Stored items
━━━━━━━━━━

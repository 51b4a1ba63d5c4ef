// ABOUTME: Main library entry point for the Reach+ Agency portal backend
// ABOUTME: Exposes the public API surface, data access layer, and route modules
//
// Licensed under either of Apache License, Version 2.0 or MIT License at your option.
// Copyright ©2025 Reach+ Agency

#![deny(unsafe_code)]

//! # Reach+ Portal Server
//!
//! Backend for the Reach+ marketing-agency website and client portal.
//! Serves the public landing surface (service catalogue, portfolio,
//! contact and budget-request submissions) and an authenticated client
//! dashboard (clients, messages, reports) with an admin tier for
//! inbound-inquiry triage.
//!
//! ## Architecture
//!
//! - **Models**: entity definitions mirroring the relational schema
//! - **Database**: typed query functions, one statement per call
//! - **Auth**: signed session tokens carried in a cookie
//! - **Routes**: HTTP endpoints grouped by trust tier
//!   (public / protected / admin / session)
//! - **Config**: environment-driven server configuration
//!
//! ## Example Usage
//!
//! ```rust,no_run
//! use reach_portal_server::config::environment::ServerConfig;
//!
//! fn main() -> anyhow::Result<()> {
//!     let config = ServerConfig::from_env()?;
//!     println!("Reach+ portal configured for port {}", config.http_port);
//!     Ok(())
//! }
//! ```

/// Session token issuance and validation
pub mod auth;

/// Configuration management
pub mod config;

/// Application constants and defaults
pub mod constants;

/// Data access layer over the relational schema
pub mod database;

/// Unified error handling with standard error codes and HTTP responses
pub mod errors;

/// Production logging and structured output
pub mod logging;

/// Common data models for portal entities
pub mod models;

/// Centralized resource container for dependency injection
pub mod resources;

/// HTTP routes grouped by trust tier
pub mod routes;

/// HTTP server assembly and startup
pub mod server;

/// Utility functions and helpers
pub mod utils;

/// Input validation applied before any data access
pub mod validation;
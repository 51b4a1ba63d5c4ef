// ABOUTME: Session token issuance and validation for portal users
// ABOUTME: Handles signed cookie-session tokens, expiry, and caller identity
//
// Licensed under either of Apache License, Version 2.0 or MIT License at your option.
// Copyright ©2025 Reach+ Agency

//! # Authentication and Session Management
//!
//! This module issues and validates the signed session tokens carried by
//! the browser cookie. Identity comes from an external login provider; a
//! successful callback upserts the user row and mints a token here.

use crate::models::UserRole;
use anyhow::Result;
use chrono::{DateTime, Duration, Utc};
use jsonwebtoken::{decode, encode, Algorithm, DecodingKey, EncodingKey, Header, Validation};
use serde::{Deserialize, Serialize};

/// Session validation error with detailed information
#[derive(Debug, Clone)]
pub enum SessionValidationError {
    /// Token has expired
    TokenExpired {
        /// When the token expired
        expired_at: DateTime<Utc>,
    },
    /// Token signature is invalid
    TokenInvalid {
        /// Reason for invalidity
        reason: String,
    },
    /// Token is malformed (not a proper signed token)
    TokenMalformed {
        /// Details about malformation
        details: String,
    },
}

impl std::fmt::Display for SessionValidationError {
    fn fmt(&self, f: &mut std::fmt::Formatter<'_>) -> std::fmt::Result {
        match self {
            Self::TokenExpired { expired_at } => {
                write!(
                    f,
                    "Session expired at {}",
                    expired_at.format("%Y-%m-%d %H:%M:%S UTC")
                )
            }
            Self::TokenInvalid { reason } => {
                write!(f, "Session token signature is invalid: {reason}")
            }
            Self::TokenMalformed { details } => {
                write!(f, "Session token is malformed: {details}")
            }
        }
    }
}

impl std::error::Error for SessionValidationError {}

/// Claims carried by a session token
#[derive(Debug, Serialize, Deserialize)]
pub struct Claims {
    /// User id
    pub sub: String,
    /// Role at issuance; authorization decisions re-check the database
    pub role: UserRole,
    /// Issued at timestamp
    pub iat: i64,
    /// Expiration timestamp
    pub exp: i64,
}

/// Authenticated caller identity extracted from a session token
#[derive(Debug, Clone, Copy)]
pub struct AuthResult {
    /// Authenticated user id
    pub user_id: i64,
    /// Role claimed at issuance
    pub role: UserRole,
}

/// Authentication manager for session tokens
#[derive(Clone)]
pub struct AuthManager {
    encoding_key: EncodingKey,
    decoding_key: DecodingKey,
    session_expiry_hours: i64,
}

impl AuthManager {
    /// Create a new manager from a signing secret
    #[must_use]
    pub fn new(secret: &[u8], session_expiry_hours: i64) -> Self {
        Self {
            encoding_key: EncodingKey::from_secret(secret),
            decoding_key: DecodingKey::from_secret(secret),
            session_expiry_hours,
        }
    }

    /// Issue a session token for a user
    ///
    /// # Errors
    ///
    /// Returns an error if token encoding fails
    pub fn generate_token(&self, user_id: i64, role: UserRole) -> Result<String> {
        let now = Utc::now();
        let expiry = now + Duration::hours(self.session_expiry_hours);

        let claims = Claims {
            sub: user_id.to_string(),
            role,
            iat: now.timestamp(),
            exp: expiry.timestamp(),
        };

        let token = encode(&Header::default(), &claims, &self.encoding_key)?;
        Ok(token)
    }

    /// Validate a session token and extract the caller identity
    ///
    /// # Errors
    ///
    /// Returns a `SessionValidationError` describing expiry, bad
    /// signature, or malformation
    pub fn validate_token(&self, token: &str) -> Result<AuthResult, SessionValidationError> {
        let validation = Validation::new(Algorithm::HS256);

        let data = decode::<Claims>(token, &self.decoding_key, &validation).map_err(|e| {
            match e.kind() {
                jsonwebtoken::errors::ErrorKind::ExpiredSignature => {
                    // Recover the expiry for the error message when possible
                    let expired_at = decode_expiry(token).unwrap_or_else(Utc::now);
                    SessionValidationError::TokenExpired { expired_at }
                }
                jsonwebtoken::errors::ErrorKind::InvalidSignature => {
                    SessionValidationError::TokenInvalid {
                        reason: "signature mismatch".into(),
                    }
                }
                _ => SessionValidationError::TokenMalformed {
                    details: e.to_string(),
                },
            }
        })?;

        let user_id = data
            .claims
            .sub
            .parse::<i64>()
            .map_err(|_| SessionValidationError::TokenMalformed {
                details: "subject is not a user id".into(),
            })?;

        Ok(AuthResult {
            user_id,
            role: data.claims.role,
        })
    }

    /// Session lifetime in seconds, for cookie `Max-Age`
    #[must_use]
    pub const fn session_max_age_secs(&self) -> i64 {
        self.session_expiry_hours * 3600
    }
}

/// Decode the expiry claim without verifying the signature, for error
/// reporting only
fn decode_expiry(token: &str) -> Option<DateTime<Utc>> {
    let mut validation = Validation::new(Algorithm::HS256);
    validation.insecure_disable_signature_validation();
    validation.validate_exp = false;

    let data = decode::<Claims>(token, &DecodingKey::from_secret(&[]), &validation).ok()?;
    DateTime::from_timestamp(data.claims.exp, 0)
}

/// Generate a secure session signing secret (64 bytes)
#[must_use]
pub fn generate_session_secret() -> [u8; 64] {
    use rand::Rng;
    let mut secret = [0u8; 64];
    rand::thread_rng().fill(&mut secret[..]);
    secret
}

#[cfg(test)]
mod tests {
    use super::*;

    fn test_manager() -> AuthManager {
        AuthManager::new(&generate_session_secret(), 24)
    }

    #[test]
    fn test_token_round_trip() {
        let manager = test_manager();
        let token = manager.generate_token(7, UserRole::Client).unwrap();

        let auth = manager.validate_token(&token).unwrap();
        assert_eq!(auth.user_id, 7);
        assert_eq!(auth.role, UserRole::Client);
    }

    #[test]
    fn test_wrong_secret_is_rejected() {
        let manager = test_manager();
        let other = test_manager();

        let token = manager.generate_token(7, UserRole::User).unwrap();
        assert!(other.validate_token(&token).is_err());
    }

    #[test]
    fn test_garbage_token_is_malformed() {
        let manager = test_manager();
        let err = manager.validate_token("not-a-token").unwrap_err();
        assert!(matches!(err, SessionValidationError::TokenMalformed { .. }));
    }

    #[test]
    fn test_expired_token_is_rejected() {
        let manager = AuthManager::new(&generate_session_secret(), -1);
        let token = manager.generate_token(7, UserRole::User).unwrap();

        let err = manager.validate_token(&token).unwrap_err();
        assert!(matches!(err, SessionValidationError::TokenExpired { .. }));
    }
}
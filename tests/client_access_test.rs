// ABOUTME: Integration tests for the protected client-portal tier
// ABOUTME: Ownership enforcement: non-owners get forbidden, never the data
//
// Licensed under either of Apache License, Version 2.0 or MIT License at your option.
// Copyright ©2025 Reach+ Agency

mod common;

use axum::http::StatusCode;
use common::{create_test_resources, create_test_user, error_code, get_json, send_json, session_for, test_router};
use reach_portal_server::models::{NewReport, UserRole};
use serde_json::json;
use std::collections::HashMap;

#[tokio::test]
async fn test_unauthenticated_calls_are_rejected() {
    let resources = create_test_resources().await.unwrap();
    let router = test_router(&resources);

    let (status, body) = get_json(&router, "/api/clients", None).await;
    assert_eq!(status, StatusCode::UNAUTHORIZED);
    assert_eq!(error_code(&body), "AUTH_REQUIRED");

    let (status, _) = get_json(&router, "/api/clients", Some("garbage-token")).await;
    assert_eq!(status, StatusCode::UNAUTHORIZED);
}

#[tokio::test]
async fn test_owner_can_create_and_read_client() {
    let resources = create_test_resources().await.unwrap();
    let owner = create_test_user(&resources, "owner-1", UserRole::Client).await.unwrap();
    let token = session_for(&resources, &owner);
    let router = test_router(&resources);

    let (status, body) = send_json(
        &router,
        "POST",
        "/api/clients",
        Some(&token),
        &json!({ "company_name": "Acme", "industry": "retail" }),
    )
    .await;
    assert_eq!(status, StatusCode::CREATED);
    let client_id = body["id"].as_i64().unwrap();

    let (status, body) = get_json(&router, "/api/clients", Some(&token)).await;
    assert_eq!(status, StatusCode::OK);
    assert_eq!(body.as_array().unwrap().len(), 1);

    let (status, body) = get_json(&router, &format!("/api/clients/{client_id}"), Some(&token)).await;
    assert_eq!(status, StatusCode::OK);
    assert_eq!(body["company_name"], "Acme");
    assert_eq!(body["status"], "pending");
}

#[tokio::test]
async fn test_non_owner_gets_forbidden_never_the_data() {
    let resources = create_test_resources().await.unwrap();
    let owner = create_test_user(&resources, "owner-1", UserRole::Client).await.unwrap();
    let intruder = create_test_user(&resources, "intruder", UserRole::Client).await.unwrap();
    let owner_token = session_for(&resources, &owner);
    let intruder_token = session_for(&resources, &intruder);
    let router = test_router(&resources);

    let (_, body) = send_json(
        &router,
        "POST",
        "/api/clients",
        Some(&owner_token),
        &json!({ "company_name": "Acme" }),
    )
    .await;
    let client_id = body["id"].as_i64().unwrap();

    for uri in [
        format!("/api/clients/{client_id}"),
        format!("/api/clients/{client_id}/messages"),
        format!("/api/clients/{client_id}/reports"),
        format!("/api/clients/{client_id}/budgets"),
    ] {
        let (status, body) = get_json(&router, &uri, Some(&intruder_token)).await;
        assert_eq!(status, StatusCode::FORBIDDEN, "leaked: {uri}");
        assert_eq!(error_code(&body), "FORBIDDEN");
        // The generic error carries no client fields
        assert!(body.get("company_name").is_none());
    }

    // Writing into a foreign thread is forbidden too
    let (status, _) = send_json(
        &router,
        "POST",
        &format!("/api/clients/{client_id}/messages"),
        Some(&intruder_token),
        &json!({ "content": "let me in" }),
    )
    .await;
    assert_eq!(status, StatusCode::FORBIDDEN);
    assert!(resources
        .database
        .get_messages_by_client_id(client_id)
        .await
        .unwrap()
        .is_empty());
}

#[tokio::test]
async fn test_absent_client_is_indistinguishable_from_foreign() {
    let resources = create_test_resources().await.unwrap();
    let user = create_test_user(&resources, "user-1", UserRole::Client).await.unwrap();
    let token = session_for(&resources, &user);
    let router = test_router(&resources);

    let (status, body) = get_json(&router, "/api/clients/9999", Some(&token)).await;
    assert_eq!(status, StatusCode::FORBIDDEN);
    assert_eq!(error_code(&body), "FORBIDDEN");
}

#[tokio::test]
async fn test_message_thread_round_trip() {
    let resources = create_test_resources().await.unwrap();
    let owner = create_test_user(&resources, "owner-1", UserRole::Client).await.unwrap();
    let token = session_for(&resources, &owner);
    let router = test_router(&resources);

    let (_, body) = send_json(
        &router,
        "POST",
        "/api/clients",
        Some(&token),
        &json!({ "company_name": "Acme" }),
    )
    .await;
    let client_id = body["id"].as_i64().unwrap();

    let (status, _) = send_json(
        &router,
        "POST",
        &format!("/api/clients/{client_id}/messages"),
        Some(&token),
        &json!({ "subject": "Kickoff", "content": "When do we start?" }),
    )
    .await;
    assert_eq!(status, StatusCode::CREATED);

    // Empty content is rejected before the ownership check even runs
    let (status, body) = send_json(
        &router,
        "POST",
        &format!("/api/clients/{client_id}/messages"),
        Some(&token),
        &json!({ "content": "" }),
    )
    .await;
    assert_eq!(status, StatusCode::BAD_REQUEST);
    assert_eq!(error_code(&body), "MISSING_REQUIRED_FIELD");

    let (status, body) = get_json(&router, &format!("/api/clients/{client_id}/messages"), Some(&token)).await;
    assert_eq!(status, StatusCode::OK);
    let messages = body.as_array().unwrap();
    assert_eq!(messages.len(), 1);
    assert_eq!(messages[0]["sender_type"], "client");
    assert_eq!(messages[0]["is_read"], false);
}

#[tokio::test]
async fn test_owner_reads_reports() {
    let resources = create_test_resources().await.unwrap();
    let owner = create_test_user(&resources, "owner-1", UserRole::Client).await.unwrap();
    let token = session_for(&resources, &owner);
    let router = test_router(&resources);

    let (_, body) = send_json(
        &router,
        "POST",
        "/api/clients",
        Some(&token),
        &json!({ "company_name": "Acme" }),
    )
    .await;
    let client_id = body["id"].as_i64().unwrap();

    let mut metrics = HashMap::new();
    metrics.insert("impressions".to_string(), 125_000.0);
    resources
        .database
        .create_report(&NewReport {
            client_id,
            title: "March performance".into(),
            month: Some("2025-03".into()),
            metrics,
            summary: None,
            attachment_url: None,
        })
        .await
        .unwrap();

    let (status, body) = get_json(&router, &format!("/api/clients/{client_id}/reports"), Some(&token)).await;
    assert_eq!(status, StatusCode::OK);
    let reports = body.as_array().unwrap();
    assert_eq!(reports.len(), 1);
    assert_eq!(reports[0]["metrics"]["impressions"], 125_000.0);
}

━━━━━━━━━━

▶ Exercise details
Looking at the data above, return every line from the one with "let expiry = now" down to the one with "let validation = Validation::new(Algorithm::HS256);", exactly and inclusively.

▶ Solution
        let expiry = now + Duration::hours(self.session_expiry_hours);

        let claims = Claims {
            sub: user_id.to_string(),
            role,
            iat: now.timestamp(),
            exp: expiry.timestamp(),
        };

        let token = encode(&Header::default(), &claims, &self.encoding_key)?;
        Ok(token)
    }

    /// Validate a session token and extract the caller identity
    ///
    /// # Errors
    ///
    /// Returns a `SessionValidationError` describing expiry, bad
    /// signature, or malformation
    pub fn validate_token(&self, token: &str) -> Result<AuthResult, SessionValidationError> {
        let validation = Validation::new(Algorithm::HS256);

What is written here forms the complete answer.